How an Encounter with a Homeless Woman Resulted in Adoption, Love, Compassion and Action

 

Police Officer Jesse Whitten and wife Ashley, former Save the Storks team members, share their personal testimony of connecting with a homeless woman and later adopting her baby.

Harlow Whitten has a safe place to call home because of her new parents. Jesse and Ashley Whitten adopted their six-month-old daughter after befriending Harlow’s biological mother and helping her through a rough pregnancy.

Jesse was the first one to encounter the mother, a homeless woman. He spoke with her frequently as part of his day-to-day patrol duties as a police officer.

“People always talk about the negative aspects of policing — the shooting, the fighting — but a lot of policing is simply talking to people,” Jesse shares.

As he got to know the woman, he learned that she had children in foster care who he and Ashley had become fond of. He saw her heart for her children and her desire for them to live good lives even though she battled drug addiction.

“She said she had nobody to turn to,” Jesse says.

Ashley, who used to be an ambassador and blog writer for Save the Storks, got to meet the woman when she rode along with Jesse one day. She noticed the woman was pregnant and asked about the baby. The woman gladly showed Ashley her belly and even let her touch the child. Little did Ashley know she was feeling her daughter for the first time.

The couple helped the woman as much as they could. When they took her to a rehab facility, she told them how much she wanted to get better for her children. Jesse and Ashley encouraged her to get better for herself first and foremost. As they continued their friendship with the woman, she gave them an ultrasound picture of the baby, which they displayed on their refrigerator. The woman mentioned that she wanted them to adopt her baby, but they weren’t sure if she was serious.

Then, Jesse and Ashley were at a Valentine’s party when they got a phone call from the hospital. They went over and spoke more with the woman in person. She was serious about what she was saying and asked them to take the baby in to be part of their family along with their three other daughters.

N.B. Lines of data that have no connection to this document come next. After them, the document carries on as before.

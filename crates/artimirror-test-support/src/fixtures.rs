//! Scratch directories and artifact files for tests.

use std::fs::{self, File};
use std::io::{self, BufWriter, Write};
use std::path::{Path, PathBuf};

use tempfile::TempDir;

/// One mebibyte, matching the seeder's size threshold unit.
pub const MIB: u64 = 1024 * 1024;

/// Write a file of exactly `len` bytes whose content is derived from `seed`.
///
/// Different seeds yield different content; parent directories are created.
///
/// # Errors
///
/// Returns any I/O error raised while creating or writing the file.
pub fn write_sized_file(path: &Path, len: u64, seed: u8) -> io::Result<PathBuf> {
    if let Some(parent) = path.parent() {
        fs::create_dir_all(parent)?;
    }
    let mut writer = BufWriter::new(File::create(path)?);
    let block: Vec<u8> = (0..=u8::MAX)
        .map(|byte| byte.wrapping_mul(31).wrapping_add(seed))
        .collect();
    let mut remaining = len;
    while remaining > 0 {
        let take = usize::try_from(remaining.min(block.len() as u64)).unwrap_or(block.len());
        writer.write_all(&block[..take])?;
        remaining -= take as u64;
    }
    writer.flush()?;
    Ok(path.to_path_buf())
}

/// Temporary directory laid out like a host: a storage root plus build artifact roots.
pub struct TempWorkspace {
    dir: TempDir,
}

impl TempWorkspace {
    /// Create a fresh workspace.
    ///
    /// # Errors
    ///
    /// Returns an error when the temporary directory cannot be created.
    pub fn new() -> io::Result<Self> {
        Ok(Self {
            dir: TempDir::new()?,
        })
    }

    /// Root of the workspace.
    #[must_use]
    pub fn path(&self) -> &Path {
        self.dir.path()
    }

    /// Storage root where link entries live.
    #[must_use]
    pub fn storage_root(&self) -> PathBuf {
        self.dir.path().join("storage")
    }

    /// Artifacts directory for a build.
    #[must_use]
    pub fn artifacts_dir(&self, build_type: &str, build_id: &str) -> PathBuf {
        self.dir
            .path()
            .join("artifacts")
            .join(build_type)
            .join(build_id)
    }

    /// Write an artifact of `len` bytes at `<artifacts_dir>/<relative>`.
    ///
    /// # Errors
    ///
    /// Returns any I/O error raised while writing the file.
    pub fn artifact(
        &self,
        build_type: &str,
        build_id: &str,
        relative: &str,
        len: u64,
        seed: u8,
    ) -> io::Result<PathBuf> {
        let mut path = self.artifacts_dir(build_type, build_id);
        for segment in relative.split('/').filter(|segment| !segment.is_empty()) {
            path.push(segment);
        }
        write_sized_file(&path, len, seed)
    }
}
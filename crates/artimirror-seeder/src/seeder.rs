//! Directory seeder: keeps the objects named by link entries advertised.
//!
//! # Design
//! - Lifecycle is a small state machine (`Stopped -> Starting -> Running ->
//!   Stopping -> Stopped`); start and stop serialise on one async lock.
//! - The seeded set lives behind a `tokio::sync::Mutex` so capacity checks,
//!   eviction, and inserts happen in one critical section. Engine calls run
//!   outside it; a new object is advertised before anything is evicted.
//! - A background task re-scans the storage root on the live scan interval.
//!   Metadata paths already seeded (or evicted) during this run are remembered
//!   and not re-seeded by later scans.
//! - Scan failures on individual link entries are counted and retried on the
//!   next scan; repeated failures mark the component degraded on the event bus.

use std::collections::HashSet;
use std::net::IpAddr;
use std::path::{Path, PathBuf};
use std::sync::{Arc, Mutex, MutexGuard, PoisonError};
use std::time::Duration;

use artimirror_config::SeederSettings;
use artimirror_events::{Event, EventBus, StopReason};
use artimirror_telemetry::Metrics;
use artimirror_torrent_core::{DistributionEngine, InfoHash, SeedHandle, TorrentMetadata};
use chrono::Utc;
use tokio::sync::watch;
use tokio::task::JoinHandle;
use tracing::{debug, info, warn};
use url::Url;

use crate::error::{SeederError, SeederResult};
use crate::link::LinkStore;
use crate::seeded::{SeededEntry, SeededSet};

const HEALTH_COMPONENT: &str = "directory_seeder";

/// Lifecycle state of the [`DirectorySeeder`].
#[derive(Debug, Clone, Copy, PartialEq, Eq)]
pub enum SeederState {
    /// Not advertising anything.
    Stopped,
    /// Engine start in progress.
    Starting,
    /// Scan loop active.
    Running,
    /// Shutdown in progress.
    Stopping,
}

/// Result of a successful [`DirectorySeeder::seed`] call.
#[derive(Debug, Clone, Copy, PartialEq, Eq)]
pub enum SeedOutcome {
    /// The object joined the seeded set.
    Started(InfoHash),
    /// The object was already being advertised.
    AlreadySeeded(InfoHash),
}

impl SeedOutcome {
    /// Content identity of the seeded object.
    #[must_use]
    pub const fn info_hash(&self) -> InfoHash {
        match self {
            Self::Started(hash) | Self::AlreadySeeded(hash) => *hash,
        }
    }
}

/// Counters describing one pass over the storage root.
#[derive(Debug, Clone, Copy, Default, PartialEq, Eq)]
pub struct ScanSummary {
    /// Link entries found.
    pub links: usize,
    /// Objects that started seeding during the pass.
    pub seeded: usize,
    /// Entries skipped after validation failed.
    pub skipped: usize,
    /// Link entries garbage-collected.
    pub removed: usize,
    /// Entries that failed with an I/O error and will be retried.
    pub errors: usize,
}

#[derive(Debug, Clone)]
struct RuntimeParams {
    capacity: Option<usize>,
    threshold_bytes: Option<u64>,
    scan_interval: Duration,
    announce_interval: Duration,
    announce_url: Option<Url>,
}

impl RuntimeParams {
    fn from_settings(settings: &SeederSettings) -> Self {
        Self {
            capacity: settings.max_seeded_torrents.map(|max| max.max(1)),
            threshold_bytes: settings.threshold_bytes(),
            scan_interval: settings.scan_interval,
            announce_interval: settings.announce_interval,
            announce_url: settings.announce_url.clone(),
        }
    }
}

struct ScanTask {
    shutdown: watch::Sender<bool>,
    handle: JoinHandle<()>,
}

struct SeederInner {
    engine: Arc<dyn DistributionEngine>,
    links: LinkStore,
    events: EventBus,
    metrics: Metrics,
    params: Mutex<RuntimeParams>,
    state: Mutex<SeederState>,
    lifecycle: tokio::sync::Mutex<Option<ScanTask>>,
    seeded: tokio::sync::Mutex<SeededSet>,
    known: Mutex<HashSet<PathBuf>>,
    degraded: Mutex<bool>,
}

/// Watches the storage root and advertises every linked object.
#[derive(Clone)]
pub struct DirectorySeeder {
    inner: Arc<SeederInner>,
}
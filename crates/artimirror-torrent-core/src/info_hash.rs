use std::fmt;
use std::str::FromStr;

use crate::error::TorrentError;

/// Content identity of a metadata file: SHA-256 over its canonical `info` dictionary.
#[derive(Debug, Clone, Copy, PartialEq, Eq, Hash, PartialOrd, Ord)]
pub struct InfoHash([u8; 32]);

impl InfoHash {
    /// Wrap a raw digest.
    #[must_use]
    pub const fn from_bytes(bytes: [u8; 32]) -> Self {
        Self(bytes)
    }

    /// Raw digest bytes.
    #[must_use]
    pub const fn as_bytes(&self) -> &[u8; 32] {
        &self.0
    }

    /// Lowercase hex rendering used in logs, events, and transport results.
    #[must_use]
    pub fn to_hex(&self) -> String {
        hex::encode(self.0)
    }
}

impl fmt::Display for InfoHash {
    fn fmt(&self, f: &mut fmt::Formatter<'_>) -> fmt::Result {
        f.write_str(&self.to_hex())
    }
}

impl FromStr for InfoHash {
    type Err = TorrentError;

    fn from_str(s: &str) -> Result<Self, Self::Err> {
        let mut bytes = [0_u8; 32];
        hex::decode_to_slice(s.trim(), &mut bytes).map_err(|_| {
            TorrentError::InvalidMetadata {
                reason: "info_hash_not_hex",
            }
        })?;
        Ok(Self(bytes))
    }
}
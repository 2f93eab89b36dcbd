#![forbid(unsafe_code)]
#![deny(
    warnings,
    dead_code,
    unused,
    unused_imports,
    unused_must_use,
    unreachable_pub,
    clippy::all,
    clippy::pedantic,
    clippy::nursery,
    rustdoc::broken_intra_doc_links,
    rustdoc::bare_urls,
    missing_docs
)]
#![allow(clippy::module_name_repetitions)]

//! Artimirror host wiring.
//!
//! Layout: `lifecycle.rs` (host callbacks), `host.rs` (server/agent host),
//! `bootstrap.rs` (environment loading and the binary boot sequence).

/// Self-address discovery.
pub mod addresses;
/// Host bootstrap and environment loading.
pub mod bootstrap;
/// Host-level errors.
pub mod error;
/// Mirror host implementing the lifecycle port.
pub mod host;
/// Host lifecycle port.
pub mod lifecycle;

pub use addresses::self_addresses;
pub use bootstrap::run_app;
pub use error::{AppError, AppResult};
pub use host::{HostConfig, HostRole, MirrorHost};
pub use lifecycle::{BuildRef, HostLifecycle};
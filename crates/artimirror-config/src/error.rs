//! Error types for configuration operations.

use thiserror::Error;

/// Primary error type for configuration operations.
#[derive(Debug, Error, PartialEq, Eq)]
pub enum ConfigError {
    /// Field contained an invalid value.
    #[error("invalid configuration field")]
    InvalidField {
        /// Field that failed validation.
        field: &'static str,
        /// Machine-readable reason for the failure.
        reason: &'static str,
        /// Offending value when available.
        value: Option<String>,
    },
    /// Field name did not match any known setting.
    #[error("unknown configuration field")]
    UnknownField {
        /// Name of the unexpected field.
        field: String,
    },
}

impl ConfigError {
    pub(crate) fn invalid(field: &'static str, reason: &'static str, value: &str) -> Self {
        Self::InvalidField {
            field,
            reason,
            value: Some(value.to_string()),
        }
    }
}

/// Convenience alias for configuration results.
pub type ConfigResult<T> = Result<T, ConfigError>;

“She had this image of her daughter playing in tutus with her sisters,” Jesse shares.

The girls have been great with baby Harlow and were not confused by the concept of adoption, especially because of Ashley’s work with Save The Storks. The movement had a bigger foreshadowing on Harlow’s journey as the girls gave their baby sister the song “Blackbird” by the Beatles. In the Whitten family, each child is given a song based on what was playing from the playlist that plays when Ashley was giving birth.

And there’s more!

Harlow had an odd red mark on the back of her neck since she was born. She had gone through the typical symptoms of a baby recovering from exposure to drugs in utero, but Ashley had suspected it was a birthmark, so didn’t think much of it. But it grew redder, so she took Harlow to to the doctor to get it checked out. The doctor took one look and said, it was a birthmark indeed, and a common one called a “Stork Bite.”

“God was in the details of it all,” she says.

For their love and courage, Save The Storks has given the Whitten family $5,000 to help with the adoption process. The funds will also help the family as they have moved to a bigger house to accomodate their now-larger family.

“It will help us a lot with giving her a good place,” Jesse said of providing for baby Harlow just like her biological mother hoped for.

Jesse now issues a call for the community to step up to help pregnant mothers and for churches to be more involved in local systems such as foster care. He asks for a sense of understanding for what mothers are dealing with. And for the pregnant mothers who might feel helpless:

“There are a lot of people out there,” he says. “There’s people that would be willing to help at the drop of a hat. You just have to ask.”